[Collected data]
___
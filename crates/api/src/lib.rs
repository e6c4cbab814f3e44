//! Plotline API server library.
//!
//! Exposes the building blocks (config, state, error handling, routes) so
//! integration tests and the binary entrypoint can both access them.

pub mod auth;
pub mod config;
pub mod error;
pub mod handlers;
pub mod middleware;
pub mod response;
pub mod router;
pub mod routes;
pub mod state;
___
[WHAT THE TASK REQUIRES]: Write out the entries above word for word.

[RESPONSE]:
filename crates/api/src/lib.rs
repository e6c4cbab814f3e44
//! Plotline API server library.
//!
//! Exposes the building blocks (config, state, error handling, routes) so
//! integration tests and the binary entrypoint can both access them.

pub mod auth;
pub mod config;
pub mod error;
pub mod handlers;
pub mod middleware;
pub mod response;
pub mod router;
pub mod routes;
pub mod state;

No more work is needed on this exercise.